Aparte de que son esplendorosas, no sé nada sobre orquídeas y preferiría no decir cuánto tiempo guardé la idea equivocada de que las únicas orquídeas existentes eran las que venían encerradas en una caja con cubierta abombada de plástico transparente y se entregaban a una dama en ocasiones extraordinarias: una graduación, un baile de gala. Si dadas las circunstancias, alguien en casa recibía una sin que hubiese un evento en el cual pudiera lucirse prendida en el pecho, iba a parar al refrigerador con todo y caja a fin de prolongar su vida y éste se abría más que de costumbre sólo para contemplarla. Con el tiempo me vino a la mente una señora que, aislada en un campamento minero, dedicó su tiempo a la jardinería y, entre sus plantas, en huacales colgados de los árboles, cuidaba unas orquídeas miniatura que a mi me parecieron algo del otro mundo. Mas tiempo me llevó tiempo enterarme de que el líquido negro que usaba a cucharaditas en los pasteles provenía de una orquídea y otro tanto, saber que la procedencia de éste era papanteca.

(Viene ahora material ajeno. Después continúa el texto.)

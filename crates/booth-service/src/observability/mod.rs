//! Observability for the booth service.
//!
//! Metrics are exposed in Prometheus format at `/metrics`. Logging goes
//! through `tracing` with per-module targets (`booth.auth.*`, `booth.guard`,
//! `booth.login`).

pub mod metrics;
//! Per-event vendor secrets.
//!
//! The login flow asks the store for an event's vendor password; nothing
//! else in this service reads event data.

use crate::auth::claims::EventId;
use crate::errors::BoothError;
use crate::observability::metrics::record_db_query;
use async_trait::async_trait;
use common::secret::SecretString;
use sqlx::PgPool;
use std::collections::HashMap;
use std::time::Instant;

/// Lookup of per-event vendor passwords.
#[async_trait]
pub trait EventSecretStore: Send + Sync {
    /// `None` when the event is unknown or has no vendor password.
    async fn vendor_password(&self, event_id: EventId) -> Result<Option<SecretString>, BoothError>;
}

/// Store backed by a fixed map, loaded from configuration.
#[derive(Debug, Default, Clone)]
pub struct InMemoryEventSecrets {
    passwords: HashMap<EventId, SecretString>,
}

impl InMemoryEventSecrets {
    pub fn new(passwords: HashMap<EventId, SecretString>) -> Self {
        Self { passwords }
    }

    pub fn with_event(mut self, event_id: EventId, password: impl Into<String>) -> Self {
        self.passwords
            .insert(event_id, SecretString::from(password.into()));
        self
    }
}

#[async_trait]
impl EventSecretStore for InMemoryEventSecrets {
    async fn vendor_password(&self, event_id: EventId) -> Result<Option<SecretString>, BoothError> {
        Ok(self.passwords.get(&event_id).cloned())
    }
}

/// Store backed by the `events` table.
#[derive(Debug, Clone)]
pub struct PgEventSecretStore {
    pool: PgPool,
}

impl PgEventSecretStore {
    pub fn new(pool: PgPool) -> Self {
        Self { pool }
    }
}

#[async_trait]
impl EventSecretStore for PgEventSecretStore {
    async fn vendor_password(&self, event_id: EventId) -> Result<Option<SecretString>, BoothError> {
        let start = Instant::now();
        let result = sqlx::query_scalar::<_, Option<String>>(
            r#"
            SELECT vendor_password
            FROM events
            WHERE id = $1
            "#,
        )
        .bind(event_id)
        .fetch_optional(&self.pool)
        .await;

        let status = if result.is_ok() { "success" } else { "error" };
        record_db_query("select", "events", status, start.elapsed());

        let password = result
            .map_err(|e| BoothError::Database(format!("Failed to fetch event vendor password: {}", e)))?
            .flatten()
            .filter(|password| !password.is_empty());

        Ok(password.map(SecretString::from))
    }
}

Así agregamos puntos a los encantos de Veracruz, que cuenta con una diversidad de orquídeas silvestres en sus bosques y selvas. No hay necesidad de adentrarse en éstos; el visitante que llega a Coatepec, San Marcos o Xico a finales de la primavera no podrá sustraer la vista a explosiones de amarillo procedentes del jardín interior de una casona colonial, o incluyendo a Xalapa, en una calle cualquiera, una vuelta a la esquina y ya se vislumbran racimos cuajados de diminutas orquídeas amarillas, que iluminan el balcón del que penden, el patio en el que viven, el árbol del que sobresalen. Alguien con ojo avisor, descubrirá otras mas, diferentes en color y tamaño que compiten en belleza.
Abrirse al mundo de las orquídeas es un viaje sin fin. De acuerdo a un artículo de la revista “Natural History”, hay 30 000 especies sólo en su entorno natural; y las híbridas (especies creadas por los horticultores artificialmente), se cuentan en miles de decenas.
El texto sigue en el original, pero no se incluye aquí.